Did you test this on more than one compiler? Because in some cases having the include first did not compile (at least five years ago) due to some circular references. That why many class xyz; dummy declarations are there, which does not work if a real class is needed in the header.

Ters

Unless there is missing an "also" in the seconds sentence, or something else is missing entirely, the original post doesn't make any sense.

As for the second post, circular reference error shouldn't be compiler dependent.

Personally, I like to have inclusion of system headers (#include <>) before the project's own headers (#include ""). And the implementation (the cc file) may require more system headers than the interface (the h file). I'm not sure what has been typical, if anything, in Simutrans. (I'm too exhausted by the heat at the moment to check.)

prissi

Usually it is first the system includes, then the dependencies and finally the own include. But this is probably just my own preference too.

ceeac

Quote from: prissi on June 15, 2020, 02:12:30 PMDid you test this on more than one compiler?
Yes - This compiles fine on Linux (clang/gcc), WIndows and macOS; I have not tested with mingw . Just moving the incluses to the top results in compiler errors, but I fixed those.

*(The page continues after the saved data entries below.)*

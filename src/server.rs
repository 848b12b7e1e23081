//! # HTTP Server
//!
//! Builds the Axum router with the throttling filter installed as a
//! `from_fn_with_state` middleware layer ahead of the protected routes, and
//! runs it with graceful shutdown.
//!
//! ## Graceful Shutdown
//!
//! The server handles shutdown signals gracefully:
//! - `SIGINT` (Ctrl+C) - Interactive shutdown
//! - `SIGTERM` - Container/orchestrator shutdown (Unix only)
//!
//! In-flight requests are allowed to complete before the server exits.

use std::sync::Arc;

use axum::middleware;
use axum::routing::get;
use axum::Router;
use tokio::signal;
use tower::ServiceBuilder;
use tower_http::cors::CorsLayer;
use tower_http::trace::TraceLayer;

use crate::error::ThrottlerError;
use crate::filter::{throttling_middleware, ThrottlingFilter};
use crate::health::{health_check, readiness_check};
use crate::metrics::metrics_endpoint;

pub struct Server {
    app: Router,
    bind_address: String,
}

/// Builds the router: health/readiness/metrics endpoints plus a stand-in
/// protected route, all behind the throttling middleware. A real deployment
/// would nest the actual query-service routes here instead of `protected`;
/// this engine's concern is the filter in front of them, not the routes
/// themselves (see Purpose & Scope).
pub fn create_app(filter: Arc<ThrottlingFilter>) -> Router {
    Router::new()
        .route("/", get(protected_root))
        .route_layer(middleware::from_fn_with_state(filter.clone(), throttling_middleware))
        .route("/health", get(health_check))
        .route("/ready", get(readiness_check))
        .route("/metrics", get(metrics_endpoint))
        .with_state(filter)
        .layer(
            ServiceBuilder::new()
                .layer(TraceLayer::new_for_http())
                .layer(CorsLayer::permissive()),
        )
}

async fn protected_root() -> &'static str {
    "ok"
}

impl Server {
    pub fn new(bind_address: String, filter: Arc<ThrottlingFilter>) -> Self {
        let app = create_app(filter);
        Self { app, bind_address }
    }

    pub async fn run(self) -> Result<(), ThrottlerError> {
        let listener = tokio::net::TcpListener::bind(&self.bind_address)
            .await
            .map_err(|source| ThrottlerError::Bind {
                address: self.bind_address.clone(),
                source,
            })?;

        tracing::info!("throttling engine listening on {}", self.bind_address);
        tracing::info!("health check available at /health");
        tracing::info!("readiness check available at /ready");
        tracing::info!("metrics available at /metrics");

        axum::serve(
            listener,
            self.app.into_make_service_with_connect_info::<std::net::SocketAddr>(),
        )
        .with_graceful_shutdown(shutdown_signal())
        .await
        .map_err(|err| ThrottlerError::Bind {
            address: self.bind_address.clone(),
            source: std::io::Error::other(err),
        })?;

        Ok(())
    }
}

/// Waits for a shutdown signal (Ctrl+C or SIGTERM).
async fn shutdown_signal() {
    let ctrl_c = async {
        signal::ctrl_c()
            .await
            .expect("failed to install Ctrl+C handler");
    };

    #[cfg(unix)]
    let terminate = async {
        signal::unix::signal(signal::unix::SignalKind::terminate())
            .expect("failed to install signal handler")
            .recv()
            .await;
    };

    #[cfg(not(unix))]
    let terminate = std::future::pending::<()>();

    tokio::select! {
        _ = ctrl_c => {
            tracing::info!("received Ctrl+C, initiating graceful shutdown");
        },
        _ = terminate => {
            tracing::info!("received terminate signal, initiating graceful shutdown");
        },
    }
}
//! # query-throttle
//!
//! A request throttling and banning engine that sits in front of a shared
//! query service. It classifies every request into a bucket (a
//! client-identity equivalence class), accounts the request's compute-time
//! cost and error outcome against per-bucket token buckets, and either
//! admits, throttles (429 with `Retry-After`), or bans (403) the client.
//! Repeated throttling incidents escalate into a temporary ban.
//!
//! ## Architecture Overview
//!
//! ```text
//! request → classify(bucket_key) → BanThrottler::throttled_until → [403]
//!   → TimeAndErrorsThrottler::throttled_duration → [429, note_throttled]
//!   → downstream handler → timer stops
//!   → TimeAndErrorsThrottler::record_success/record_failure
//! ```
//!
//! ## Core Components
//!
//! - [`token_bucket::TokenBucket`] - integer, fixed-interval-refill counter
//! - [`bucketing`] - request → bucket key classification strategies
//! - [`state_store::StateStore`] - bounded, idle-evicting cache of per-bucket state
//! - [`throttler::TimeAndErrorsThrottler`] - time/error throttling decisions
//! - [`ban::BanThrottler`] - throttle-incident → ban escalation
//! - [`filter`] - the Axum middleware orchestrating the above
//!
//! ## Module Organization
//!
//! - [`clock`] - injectable monotonic/wall-clock time source
//! - [`bucketing`] - request classification into bucket keys
//! - [`token_bucket`] - the rate-limited integer counter
//! - [`state`] - per-bucket throttling state
//! - [`state_store`] - bounded, idle-evicting state cache
//! - [`gate`] - admission-gating (enable-if-header / always-force overrides)
//! - [`throttler`] - time/error throttling decisions
//! - [`ban`] - ban escalation
//! - [`metrics`] - operational counters and the `/metrics` endpoint
//! - [`filter`] - the orchestrating middleware
//! - [`config`] - configuration loading
//! - [`config_validator`] - cross-field configuration checks
//! - [`error`] - startup error types
//! - [`health`] - `/health` and `/ready` endpoints
//! - [`server`] - HTTP server setup and routing

pub mod ban;
pub mod bucketing;
pub mod clock;
pub mod config;
pub mod config_validator;
pub mod error;
pub mod filter;
pub mod gate;
pub mod health;
pub mod metrics;
pub mod server;
pub mod state;
pub mod state_store;
pub mod throttler;
pub mod token_bucket;

pub use config::Config;
pub use error::ThrottlerError;
pub use filter::ThrottlingFilter;

pub type Result<T> = std::result::Result<T, ThrottlerError>;

pub const VERSION: &str = env!("CARGO_PKG_VERSION");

Quote from: Ters on June 15, 2020, 07:57:18 PMPersonally, I like to have inclusion of system headers (#include <>) before the project's own headers (#include "").
IME having system includes after project-specific includes is better. Suppose you have a.h/cc and b.h/.cc where b.h contains a call to memcpy but does not #include <cstring>. This does not result in a compile error if you #include <cstring> in both a.cc and b.cc. If you put the main include first, this results in a compile error (unless the cstring header is included via some other header file). This also completely eliminates weird stuff like silently different compilation based on whether another header file is included before or not (for example windows.h which #defines min/max).

prissi

But this defies the possibility to shadow system/library functions. If I define "new" (or malloc, like for debug code) in the include and then include the standard header afterwards, which will be used? I assume it will be the standard one ...

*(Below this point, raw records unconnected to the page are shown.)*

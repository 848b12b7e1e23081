use clap::Parser;
use query_throttle::config::Config;
use query_throttle::config_validator::ConfigValidator;
use query_throttle::filter::build_filter;
use query_throttle::server::Server;
use query_throttle::ThrottlerError;
use std::sync::Arc;
use validator::Validate;

#[derive(Parser, Debug)]
#[command(name = "query-throttle", about = "Request throttling and banning engine")]
struct Args {
    /// Path to a TOML config file (without extension), searched relative to
    /// the working directory. Missing file falls back to defaults.
    #[arg(long, default_value = "config")]
    config: String,

    /// Overrides the configured bind address.
    #[arg(long)]
    bind_address: Option<String>,
}

#[tokio::main]
async fn main() -> Result<(), ThrottlerError> {
    dotenv::dotenv().ok();
    tracing_subscriber::fmt()
        .with_env_filter(tracing_subscriber::EnvFilter::from_default_env())
        .init();

    let args = Args::parse();

    let mut config = Config::load(&args.config)?;
    if let Some(bind_address) = args.bind_address {
        config.bind_address = bind_address;
    }

    config
        .validate()
        .map_err(|err| ThrottlerError::Config(err.to_string()))?;
    ConfigValidator::validate(&config)?;

    tracing::info!(enabled = config.enabled, "configuration loaded");

    let clock: Arc<dyn query_throttle::clock::Clock> = Arc::new(query_throttle::clock::SystemClock);
    let filter = build_filter(&config, clock);

    let server = Server::new(config.bind_address.clone(), filter);
    server.run().await
}
//! # Ban Throttler
//!
//! Converts repeated throttling incidents into a temporary ban. Every time
//! the filter decides to throttle a request, it calls [`BanThrottler::note_throttled`]
//! once the decision is made; when the throttle-incident bucket empties, the
//! bucket's ban deadline is extended.

use std::sync::Arc;
use std::time::SystemTime;

use crate::bucketing::{BucketKey, RequestContext};
use crate::gate::AdmissionGate;
use crate::state_store::StateStore;

pub struct BanThrottler {
    store: Arc<StateStore>,
    gate: AdmissionGate,
}

impl BanThrottler {
    pub fn new(store: Arc<StateStore>, gate: AdmissionGate) -> Self {
        Self { store, gate }
    }

    /// The ban deadline for `key`, if it is currently banned. Reads existing
    /// state only; a bucket key never throttled is never banned.
    pub fn throttled_until(&self, key: &BucketKey, ctx: &RequestContext) -> Option<SystemTime> {
        if !self.gate.is_enabled(ctx) {
            return None;
        }
        if self.gate.is_forced(ctx) {
            let state = self.store.get_or_create(key);
            state.extend_ban();
            return state.banned_until();
        }
        self.store.get_existing(key).and_then(|state| state.banned_until())
    }

    /// Records one throttling incident against `key`'s throttle bucket;
    /// lazily creates state. If the throttle bucket is now empty, extends
    /// the ban — never shortening an existing one.
    pub fn note_throttled(&self, key: &BucketKey) {
        let state = self.store.get_or_create(key);
        state.throttle_bucket.consume_or_overdraw(1);
        if state.throttle_bucket.count() == 0 {
            state.extend_ban();
        }
    }
}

Also with windows, the include order is critical, since some Windows functions are exclude/included when the order is wrong.

Ters

Quote from: ceeac on June 16, 2020, 07:50:47 PMThis also completely eliminates weird stuff like silently different compilation based on whether another header file is included before or not (for example windows.h which #defines min/max).
As prissi writes, sometimes the other way around just doesn't work. Fortunately, Simutrans only includes windows.h very few places. And those places perhaps include very little else.

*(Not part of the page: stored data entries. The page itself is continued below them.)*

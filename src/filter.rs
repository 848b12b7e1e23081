//! # Throttling Filter
//!
//! The orchestrator: classifies each request into a bucket, consults the
//! ban and time/error throttlers, and either short-circuits with 403/429 or
//! calls the downstream handler and accounts its outcome. Installed as an
//! `axum::middleware::from_fn_with_state` layer ahead of the protected
//! routes.

use std::net::IpAddr;
use std::sync::Arc;
use std::time::{Duration, Instant};

use axum::body::Body;
use axum::extract::{ConnectInfo, State};
use axum::http::{HeaderMap, Request, StatusCode};
use axum::middleware::Next;
use axum::response::{IntoResponse, Response};
use chrono::{DateTime, Utc};
use tracing::{info, warn};

use crate::ban::BanThrottler;
use crate::bucketing::{BucketingChain, RequestContext};
use crate::config::Config;
use crate::metrics::Metrics;
use crate::state_store::StateStore;
use crate::throttler::TimeAndErrorsThrottler;

pub struct ThrottlingFilter {
    enabled: bool,
    chain: BucketingChain,
    throttler: TimeAndErrorsThrottler,
    banner: BanThrottler,
    metrics: Arc<Metrics>,
    store: Arc<StateStore>,
}

impl ThrottlingFilter {
    pub fn new(
        enabled: bool,
        chain: BucketingChain,
        throttler: TimeAndErrorsThrottler,
        banner: BanThrottler,
        metrics: Arc<Metrics>,
        store: Arc<StateStore>,
    ) -> Self {
        Self {
            enabled,
            chain,
            throttler,
            banner,
            metrics,
            store,
        }
    }

    pub fn metrics(&self) -> &Metrics {
        &self.metrics
    }

    pub fn store(&self) -> &StateStore {
        &self.store
    }

    pub fn is_enabled(&self) -> bool {
        self.enabled
    }
}

fn extract_context(headers: &HeaderMap, source_ip: IpAddr, uri_query: Option<&str>) -> RequestContext {
    let user_agent = headers
        .get(axum::http::header::USER_AGENT)
        .and_then(|v| v.to_str().ok())
        .unwrap_or("")
        .to_string();

    let header_map = headers
        .iter()
        .filter_map(|(name, value)| {
            value
                .to_str()
                .ok()
                .map(|v| (name.as_str().to_ascii_lowercase(), v.to_string()))
        })
        .collect();

    let query_params: std::collections::HashMap<String, String> = uri_query
        .map(|q| {
            form_urlencoded::parse(q.as_bytes())
                .into_owned()
                .collect()
        })
        .unwrap_or_default();

    let query_param = query_params.get("query").cloned();

    RequestContext {
        source_ip,
        user_agent,
        query_param,
        headers: header_map,
        query_params,
    }
}

fn banned_body(deadline: std::time::SystemTime) -> String {
    let iso: DateTime<Utc> = deadline.into();
    format!(
        "You have been banned until {}, please respect throttling and retry-after headers.",
        iso.to_rfc3339()
    )
}

fn throttled_body(retry_after_secs: u64) -> String {
    format!("Too Many Requests - Please retry in {retry_after_secs} seconds.")
}

fn seconds_ceiling(duration: Duration) -> u64 {
    let secs = duration.as_secs();
    if duration.subsec_nanos() > 0 {
        secs + 1
    } else {
        secs
    }
}

/// `axum::middleware::from_fn_with_state` entry point implementing the
/// state machine from the engine's component design: classify, check ban,
/// check throttle, run the handler, account the outcome.
pub async fn throttling_middleware(
    State(filter): State<Arc<ThrottlingFilter>>,
    ConnectInfo(addr): ConnectInfo<std::net::SocketAddr>,
    request: Request<Body>,
    next: Next,
) -> Response {
    if !filter.is_enabled() {
        return next.run(request).await;
    }

    let source_ip = client_ip(request.headers()).unwrap_or_else(|| addr.ip());
    let ctx = extract_context(request.headers(), source_ip, request.uri().query());

    let Some(key) = filter.chain.classify(&ctx) else {
        return next.run(request).await;
    };

    if let Some(deadline) = filter.banner.throttled_until(&key, &ctx) {
        filter.metrics.record_banned();
        warn!(?key, "request banned");
        return (StatusCode::FORBIDDEN, banned_body(deadline)).into_response();
    }

    let throttle_for = filter.throttler.throttled_duration(&key, &ctx);
    if throttle_for > Duration::ZERO {
        filter.metrics.record_throttled();
        filter.banner.note_throttled(&key);
        let retry_after = seconds_ceiling(throttle_for);
        info!(?key, retry_after, "request throttled");
        let mut response = (StatusCode::TOO_MANY_REQUESTS, throttled_body(retry_after)).into_response();
        if let Ok(value) = retry_after.to_string().parse() {
            response.headers_mut().insert(axum::http::header::RETRY_AFTER, value);
        }
        return response;
    }

    let start = Instant::now();
    let response = next.run(request).await;
    let elapsed = start.elapsed();

    if response.status().as_u16() < 400 {
        filter.throttler.record_success(&key, elapsed);
    } else {
        filter.throttler.record_failure(&key, elapsed);
    }

    response
}

/// Prefers `X-Forwarded-For` (first hop) over the TCP peer address, since
/// this engine typically runs behind a reverse proxy.
fn client_ip(headers: &HeaderMap) -> Option<IpAddr> {
    headers
        .get("x-forwarded-for")
        .and_then(|v| v.to_str().ok())
        .and_then(|v| v.split(',').next())
        .and_then(|ip| ip.trim().parse::<IpAddr>().ok())
        .or_else(|| {
            headers
                .get("x-real-ip")
                .and_then(|v| v.to_str().ok())
                .and_then(|ip| ip.trim().parse::<IpAddr>().ok())
        })
}

pub fn build_filter(config: &Config, clock: Arc<dyn crate::clock::Clock>) -> Arc<ThrottlingFilter> {
    let store = Arc::new(StateStore::new(
        config.max_state_size,
        config.state_expiration,
        config.state_limits(),
        clock,
    ));

    let query_patterns = config
        .query_pattern_file
        .as_deref()
        .map(crate::bucketing::load_patterns)
        .unwrap_or_default();
    let ua_patterns = config
        .user_agent_pattern_file
        .as_deref()
        .map(crate::bucketing::load_patterns)
        .unwrap_or_default();
    let chain = BucketingChain::standard(query_patterns, ua_patterns);

    let throttle_gate = crate::gate::AdmissionGate::new(
        config.enable_throttling_if_header.clone(),
        config.always_throttle_param.clone(),
    );
    let ban_gate = crate::gate::AdmissionGate::new(
        config.enable_ban_if_header.clone(),
        config.always_ban_param.clone(),
    );

    let throttler = TimeAndErrorsThrottler::new(store.clone(), throttle_gate, config.request_duration_threshold);
    let banner = BanThrottler::new(store.clone(), ban_gate);
    let metrics = Arc::new(Metrics::new());

    Arc::new(ThrottlingFilter::new(
        config.enabled,
        chain,
        throttler,
        banner,
        metrics,
        store,
    ))
}
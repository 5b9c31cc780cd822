// Copyright (c) 2025 Ronan LE MEILLAT, SCTG Development
// This file is part of the rust-sensor-monitor project and is licensed under the
// SCTG Development Non-Commercial License v1.0 (see LICENSE.md for details).

use chrono::Utc;
use rocket::serde::json::Json;
use rocket::{get, State};
use rocket_okapi::openapi;
use rocket_okapi::JsonSchema;
use serde::{Deserialize, Serialize};

use super::ApiSettings;
use crate::sensor::SensorController;
use crate::timeseries::service::TemperatureService;
use crate::timeseries::types::format_timestamp;

#[derive(Debug, Clone, PartialEq, Serialize, Deserialize, JsonSchema)]
#[serde(rename_all = "camelCase")]
pub struct ServicesHealth {
    pub database: String,
    pub sensor_control: String,
}

#[derive(Debug, Clone, PartialEq, Serialize, Deserialize, JsonSchema)]
pub struct HealthResponse {
    pub status: String,
    pub service: String,
    pub timestamp: String,
    pub services: ServicesHealth,
}

fn connectivity(ok: bool) -> String {
    if ok { "connected" } else { "disconnected" }.to_string()
}

/// Liveness probe
///
/// **Endpoint:** `GET /health`
///
/// Always 200 while the process serves requests; `services` reports whether
/// the database and the sensor currently answer.
#[openapi(tag = "Health")]
#[get("/health")]
pub async fn health(
    settings: &State<ApiSettings>,
    service: &State<TemperatureService>,
    controller: &State<SensorController>,
) -> Json<HealthResponse> {
    let database = service.store().test_connection().await;
    let sensor = controller.client().test_connection().await;

    Json(HealthResponse {
        status: "healthy".to_string(),
        service: settings.service_name.clone(),
        timestamp: format_timestamp(&Utc::now()),
        services: ServicesHealth {
            database: connectivity(database),
            sensor_control: connectivity(sensor),
        },
    })
}
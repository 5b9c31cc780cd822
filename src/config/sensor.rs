// Copyright (c) 2025 Ronan LE MEILLAT, SCTG Development
// This file is part of the rust-sensor-monitor project and is licensed under the
// SCTG Development Non-Commercial License v1.0 (see LICENSE.md for details).

use std::time::Duration;

use serde::{Deserialize, Serialize};

/// Modbus TCP endpoint of the sensor polled by the collector and driven by
/// `/sensor/control`.
#[derive(Debug, Clone, PartialEq, Serialize, Deserialize)]
pub struct SensorConfig {
    #[serde(default = "default_address")]
    pub address: String,

    #[serde(default = "default_port")]
    pub port: u16,

    /// Modbus unit identifier.
    #[serde(default = "default_slave_id")]
    pub slave_id: u8,

    /// Per-request timeout, connection included.
    #[serde(default = "default_timeout_ms")]
    pub timeout_ms: u64,
}

fn default_address() -> String {
    "127.0.0.1".to_string()
}

fn default_port() -> u16 {
    5020
}

fn default_slave_id() -> u8 {
    1
}

fn default_timeout_ms() -> u64 {
    5000
}

impl SensorConfig {
    pub fn timeout(&self) -> Duration {
        Duration::from_millis(self.timeout_ms)
    }
}

impl Default for SensorConfig {
    fn default() -> Self {
        Self {
            address: default_address(),
            port: default_port(),
            slave_id: default_slave_id(),
            timeout_ms: default_timeout_ms(),
        }
    }
}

Quote from: ceeac on June 16, 2020, 07:50:47 PMSuppose you have a.h/cc and b.h/.cc where b.h contains a call to memcpy but does not #include <cstring>. This does not result in a compile error if you #include <cstring> in both a.cc and b.cc.
And why is this a problem? Sure, you get a compilation error once you include b.h in c.cc that does not include cstring, but that leads just to the compilation error you wanted in the first place. It is just offset in time, and no harder to fix. And it doesn't fully solve the problem early either, because if a.h includes b.h, then maybe a.h is missing the inclusion of cstring. It just works until suddenly b.h doesn't need cstring anymore.